Effect of CYP2C19*2 and *17 mutations on pharmacodynamics and kinetics of proton pump inhibitors in Caucasians

AIMS

To investigate the impact of CYP2C19 mutations *2-*6 and *17 on acid-inhibition and pharmacokinetics of lansoprazole (L15), omeprazole (O10, O20) and pantoprazole (P40) in Caucasians.

METHODS

CYP2C19 genotyping for *2–*6 and *17 mutations was assessed in subjects who were H. pylori negative in two randomized crossover trials. The influence of CYP2C19 mutations on single and repeated administration of L15 and O10 (study A) and O20 and P40 (study B) was investigated. Pharmacokinetics and the cumulative percentage of time with intragastric pH above 4 (% > pH 4) were assessed on day 1 and 6.

RESULTS

For study A CYP2C19 genotyping found five *1/*1, four *1/*2, one *1/*17 and one *2/*17. For study B the results were six *1/*1, two *1/*2, six *1/*17, one *2/*2 and one *2/*17. For all PPIs AUC was highest in *2/*2 and lowest in *1/*17. On day 1, all PPIs significantly increased percentage >pH 4 compared with baseline. *1/*1 genotype showed no significant acid-inhibition after L15, O10 and O20. *1/*17 genotype showed no significant acid-inhibition after O20 and P40. *1/*2 genotype showed significant acid-inhibition after L15 and O10. On day 6, all four PPIs showed significantly increased acid-inhibition. *1/*1 and *1/*17 showed a significantly increased percentage > pH 4 after treatment with O20 and P40. However, in *1/*1 subjects percentage > pH 4 was not significantly increased after L15 and O10. *1/*2 genotype showed a significant acid-inhibitory effect after repeated dosing with L15 and O10.

CONCLUSIONS

Caucasian subjects with *1/*1 and *1/*17 genotype need stronger acid-suppression therapy, especially during the first days of treatment or with on-demand therapy.
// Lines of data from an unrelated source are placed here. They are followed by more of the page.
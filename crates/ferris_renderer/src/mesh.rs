//! Triangle meshes and the line-oriented mesh loader.
//!
//! The loader understands the subset of Wavefront OBJ a path tracer needs:
//!
//! ```text
//! v x y z          vertex position (extra fields ignored)
//! f i j k ...      face, 1-based vertex indices; "i/t/n" sub-fields ignored
//! ```
//!
//! Faces with more than three indices are split into a triangle fan. Every
//! other record type, blank lines and `#` comments are skipped.

use std::fs::File;
use std::io::{BufRead, BufReader};
use std::path::{Path, PathBuf};
use std::sync::Arc;

use thiserror::Error;

use crate::hittable::{nearest_hit, HitRecord, Hittable};
use crate::{Material, Triangle};
use ferris_math::{Aabb, Interval, Ray, Vec3};

/// Errors that can occur while loading a mesh.
///
/// Any error aborts the whole load; a partially parsed mesh is never returned.
#[derive(Error, Debug)]
pub enum LoadError {
    #[error("cannot open mesh file {}: {source}", .path.display())]
    Io {
        path: PathBuf,
        #[source]
        source: std::io::Error,
    },

    #[error("IO error while reading mesh: {0}")]
    Read(#[from] std::io::Error),

    #[error("parse error at line {line}: {message}")]
    Parse { line: usize, message: String },

    #[error("line {line}: face references vertex {index}, but only {vertex_count} vertices are defined so far")]
    FaceIndexOutOfRange {
        line: usize,
        index: i64,
        vertex_count: usize,
    },
}

/// Result type for loading operations.
pub type LoadResult<T> = Result<T, LoadError>;

/// A triangle mesh sharing one material.
///
/// The mesh owns its triangles exclusively; the bounding box is the union of
/// the triangle boxes and doubles as a cheap rejection test before the
/// per-triangle scan.
#[derive(Clone)]
pub struct Mesh {
    triangles: Vec<Triangle>,
    bbox: Aabb,
}

impl Mesh {
    /// Build a mesh from already constructed triangles.
    pub fn from_triangles(triangles: Vec<Triangle>) -> Self {
        let bbox = triangles.iter().fold(Aabb::EMPTY, |acc, tri| {
            Aabb::surrounding(&acc, &tri.bounding_box())
        });

        Self { triangles, bbox }
    }

    /// Load a mesh file, translating every vertex by `center`.
    pub fn load<P: AsRef<Path>>(
        path: P,
        material: Arc<dyn Material>,
        center: Vec3,
    ) -> LoadResult<Self> {
        let path = path.as_ref();
        let file = File::open(path).map_err(|source| LoadError::Io {
            path: path.to_path_buf(),
            source,
        })?;

        let (mesh, vertex_count) = Self::parse_records(BufReader::new(file), material, center)?;
        log::info!(
            "Loaded mesh {}: {} vertices, {} triangles",
            path.display(),
            vertex_count,
            mesh.triangle_count()
        );
        Ok(mesh)
    }

    /// Parse mesh records from any buffered reader.
    pub fn parse<R: BufRead>(
        reader: R,
        material: Arc<dyn Material>,
        center: Vec3,
    ) -> LoadResult<Self> {
        Self::parse_records(reader, material, center).map(|(mesh, _)| mesh)
    }

    /// Parse records, also returning how many vertices were read.
    fn parse_records<R: BufRead>(
        reader: R,
        material: Arc<dyn Material>,
        center: Vec3,
    ) -> LoadResult<(Self, usize)> {
        let mut vertices: Vec<Vec3> = Vec::new();
        let mut triangles = Vec::new();
        let mut skipped = 0usize;

        for (number, line) in reader.lines().enumerate() {
            let line = line?;
            let line_no = number + 1;
            let mut fields = line.split_whitespace();

            match fields.next() {
                Some("v") => vertices.push(parse_vertex(fields, line_no)? + center),
                Some("f") => {
                    let face = parse_face(fields, line_no, vertices.len())?;
                    // Triangle fan around the first corner
                    for pair in face[1..].windows(2) {
                        triangles.push(Triangle::from_vertices(
                            vertices[face[0]],
                            vertices[pair[0]],
                            vertices[pair[1]],
                            Arc::clone(&material),
                        ));
                    }
                }
                None => {}
                Some(prefix) if prefix.starts_with('#') => {}
                Some(prefix) => {
                    log::debug!("Skipping unrecognized record '{}' at line {}", prefix, line_no);
                    skipped += 1;
                }
            }
        }

        log::debug!(
            "Parsed {} vertices, {} triangles ({} records skipped)",
            vertices.len(),
            triangles.len(),
            skipped
        );

        Ok((Self::from_triangles(triangles), vertices.len()))
    }

    pub fn triangles(&self) -> &[Triangle] {
        &self.triangles
    }

    /// Get the number of triangles in the mesh.
    pub fn triangle_count(&self) -> usize {
        self.triangles.len()
    }
}

impl Hittable for Mesh {
    fn hit(&self, ray: &Ray, ray_t: Interval) -> Option<HitRecord<'_>> {
        if !self.bbox.hit(ray, ray_t) {
            return None;
        }
        nearest_hit(&self.triangles, ray, ray_t)
    }

    fn bounding_box(&self) -> Aabb {
        self.bbox
    }
}

fn parse_vertex<'a>(mut fields: impl Iterator<Item = &'a str>, line: usize) -> LoadResult<Vec3> {
    let mut coord = |axis: &str| -> LoadResult<f32> {
        let field = fields.next().ok_or_else(|| LoadError::Parse {
            line,
            message: format!("vertex is missing its {} coordinate", axis),
        })?;
        field.parse::<f32>().map_err(|_| LoadError::Parse {
            line,
            message: format!("invalid {} coordinate '{}'", axis, field),
        })
    };

    let x = coord("x")?;
    let y = coord("y")?;
    let z = coord("z")?;
    Ok(Vec3::new(x, y, z))
}

/// Parse face indices into 0-based positions, validated against the
/// vertices defined so far.
fn parse_face<'a>(
    fields: impl Iterator<Item = &'a str>,
    line: usize,
    vertex_count: usize,
) -> LoadResult<Vec<usize>> {
    let face = fields
        .map(|field| {
            // "7/2/5" or "7//5": only the position index matters
            let position = field.split('/').next().unwrap_or(field);
            let index = position.parse::<i64>().map_err(|_| LoadError::Parse {
                line,
                message: format!("invalid vertex index '{}'", field),
            })?;

            if index < 1 || index as u64 > vertex_count as u64 {
                return Err(LoadError::FaceIndexOutOfRange {
                    line,
                    index,
                    vertex_count,
                });
            }
            Ok((index - 1) as usize)
        })
        .collect::<LoadResult<Vec<_>>>()?;

    if face.len() < 3 {
        return Err(LoadError::Parse {
            line,
            message: format!("face needs at least 3 vertices, found {}", face.len()),
        });
    }

    Ok(face)
}

#[cfg(test)]
mod tests {
    use super::*;
    use crate::Lambertian;
    use std::io::Cursor;

    fn grey() -> Arc<dyn Material> {
        Arc::new(Lambertian::new(Vec3::splat(0.5)))
    }

    fn parse(source: &str) -> LoadResult<Mesh> {
        Mesh::parse(Cursor::new(source), grey(), Vec3::ZERO)
    }

    #[test]
    fn test_single_face_matches_direct_triangle() {
        let mesh = parse("v 0 0 0\nv 1 0 0\nv 0 1 0\nf 1 2 3\n").unwrap();
        let direct = Triangle::from_vertices(Vec3::ZERO, Vec3::X, Vec3::Y, grey());

        assert_eq!(mesh.triangle_count(), 1);
        let tri = &mesh.triangles()[0];
        assert_eq!(tri.vertices(), direct.vertices());
        assert_eq!(tri.edges(), direct.edges());
        assert_eq!(tri.normal(), direct.normal());
        assert_eq!(mesh.bounding_box(), direct.bounding_box());
    }

    #[test]
    fn test_out_of_range_face_is_rejected() {
        let err = parse("v 0 0 0\nv 1 0 0\nv 0 1 0\nf 1 2 4\n").err().unwrap();

        match err {
            LoadError::FaceIndexOutOfRange {
                line,
                index,
                vertex_count,
            } => {
                assert_eq!(line, 4);
                assert_eq!(index, 4);
                assert_eq!(vertex_count, 3);
            }
            other => panic!("unexpected error: {}", other),
        }
    }

    #[test]
    fn test_forward_and_zero_indices_are_rejected() {
        // Vertex 3 is only defined after the face
        let err = parse("v 0 0 0\nv 1 0 0\nf 1 2 3\nv 0 1 0\n").err().unwrap();
        assert!(matches!(err, LoadError::FaceIndexOutOfRange { index: 3, .. }));

        let err = parse("v 0 0 0\nv 1 0 0\nv 0 1 0\nf 0 1 2\n").err().unwrap();
        assert!(matches!(err, LoadError::FaceIndexOutOfRange { index: 0, .. }));

        let err = parse("v 0 0 0\nv 1 0 0\nv 0 1 0\nf -1 1 2\n").err().unwrap();
        assert!(matches!(err, LoadError::FaceIndexOutOfRange { index: -1, .. }));
    }

    #[test]
    fn test_sub_indices_are_ignored() {
        let source = "v 0 0 0\nv 1 0 0\nv 0 1 0\nvt 0 0\nvn 0 0 1\nf 1/1/1 2/1/1 3//1\n";
        let mesh = parse(source).unwrap();

        assert_eq!(mesh.triangle_count(), 1);
        assert_eq!(mesh.triangles()[0].vertices(), [Vec3::ZERO, Vec3::X, Vec3::Y]);
    }

    #[test]
    fn test_unrecognized_records_are_skipped() {
        let source = "# a comment\n\no thing\ns off\nusemtl red\nv 0 0 0\nv 1 0 0\nv 0 1 0\n\nf 1 2 3\n";
        let mesh = parse(source).unwrap();

        assert_eq!(mesh.triangle_count(), 1);
    }

    #[test]
    fn test_center_offsets_vertices() {
        let mesh = Mesh::parse(
            Cursor::new("v 0 0 0\nv 1 0 0\nv 0 1 0\nf 1 2 3\n"),
            grey(),
            Vec3::new(10.0, -2.0, 3.0),
        )
        .unwrap();

        let [a, b, c] = mesh.triangles()[0].vertices();
        assert_eq!(a, Vec3::new(10.0, -2.0, 3.0));
        assert_eq!(b, Vec3::new(11.0, -2.0, 3.0));
        assert_eq!(c, Vec3::new(10.0, -1.0, 3.0));
    }

    #[test]
    fn test_polygon_is_fan_triangulated() {
        let mesh = parse("v 0 0 0\nv 1 0 0\nv 1 1 0\nv 0 1 0\nf 1 2 3 4\n").unwrap();

        assert_eq!(mesh.triangle_count(), 2);
        let first = mesh.triangles()[0].vertices();
        let second = mesh.triangles()[1].vertices();
        assert_eq!(first, [Vec3::ZERO, Vec3::X, Vec3::new(1.0, 1.0, 0.0)]);
        assert_eq!(second, [Vec3::ZERO, Vec3::new(1.0, 1.0, 0.0), Vec3::Y]);
    }

    #[test]
    fn test_vertex_count_is_reported() {
        let source = "v 0 0 0\nv 1 0 0\nv 1 1 0\nv 0 1 0\nv 5 5 5\nf 1 2 3 4\n";
        let (mesh, vertex_count) =
            Mesh::parse_records(Cursor::new(source), grey(), Vec3::ZERO).unwrap();

        // Unreferenced vertices still count
        assert_eq!(vertex_count, 5);
        assert_eq!(mesh.triangle_count(), 2);
    }

    #[test]
    fn test_malformed_records_are_parse_errors() {
        let err = parse("v 0 0\n").err().unwrap();
        assert!(matches!(err, LoadError::Parse { line: 1, .. }));

        let err = parse("v 0 zero 0\n").err().unwrap();
        assert!(matches!(err, LoadError::Parse { line: 1, .. }));

        let err = parse("v 0 0 0\nv 1 0 0\nf 1 2\n").err().unwrap();
        assert!(matches!(err, LoadError::Parse { line: 3, .. }));

        let err = parse("v 0 0 0\nv 1 0 0\nv 0 1 0\nf 1 two 3\n").err().unwrap();
        assert!(matches!(err, LoadError::Parse { line: 4, .. }));
    }

    #[test]
    fn test_missing_file_is_io_error() {
        let err = Mesh::load("/definitely/not/here.obj", grey(), Vec3::ZERO)
            .err()
            .unwrap();

        assert!(matches!(err, LoadError::Io { .. }));
        assert!(err.to_string().contains("here.obj"));
    }

    #[test]
    fn test_load_from_file() {
        let path = std::env::temp_dir().join(format!("ferris_mesh_{}.obj", std::process::id()));
        std::fs::write(&path, "v 0 0 0\nv 2 0 0\nv 0 2 0\nv 2 2 0\nf 1 2 3\nf 2 4 3\n").unwrap();

        let mesh = Mesh::load(&path, grey(), Vec3::ZERO);
        std::fs::remove_file(&path).ok();
        let mesh = mesh.unwrap();

        assert_eq!(mesh.triangle_count(), 2);
        let bbox = mesh.bounding_box();
        assert_eq!(bbox.x, Interval::new(0.0, 2.0));
        assert_eq!(bbox.y, Interval::new(0.0, 2.0));
    }

    #[test]
    fn test_mesh_hit_returns_nearest_face() {
        // Two stacked faces, the far one listed first
        let source = "v 0 0 -1\nv 1 0 -1\nv 0 1 -1\nv 0 0 1\nv 1 0 1\nv 0 1 1\nf 1 2 3\nf 4 5 6\n";
        let mesh = parse(source).unwrap();
        let ray = Ray::new_simple(Vec3::new(0.2, 0.2, 5.0), Vec3::new(0.0, 0.0, -1.0));

        let rec = mesh.hit(&ray, Interval::new(0.001, f32::INFINITY)).unwrap();
        assert!((rec.t - 4.0).abs() < 1e-5);

        // Outside the bounding box entirely
        let ray = Ray::new_simple(Vec3::new(3.0, 3.0, 5.0), Vec3::new(0.0, 0.0, -1.0));
        assert!(mesh.hit(&ray, Interval::new(0.001, f32::INFINITY)).is_none());
    }
}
WHAT IS ALREADY KNOWN ABOUT THIS SUBJECT

• The influence of CYP2C19 on the kinetics and dynamics of omeprazole, lansoprazole and rabeprazole has been studied in Japanese subjects.
• It has been suggested that subjects with *1/*1 genotype might need stronger acid suppression than *1/*2 and *2/*2 subjects. This suggestion comes from data in Japanese subjects and has not been confirmed in Caucasians.
• Furthermore, a novel CYP2C19 mutation, *17, which mainly occurs in Caucasians has been discovered. This mutation has been associated with clinical failure, but its relevance for therapy with PPIs has not been studied yet.

WHAT THIS STUDY ADDS

• In this study, the influence of CYP2C19 on both the pharmacokinetics and dynamics in Caucasian subjects after single and repeated dosing has been investigated.
• This is the first study showing that Caucasian subjects with *1/*1 and *1/*17 mutations need stronger acid-inhibition. In this study three proton pump inhibitors (omeprazole, lansoprazole and pantoprazole, in different doses) were studied of which pantoprazole had not been studied before in this setting, not even in Japanese.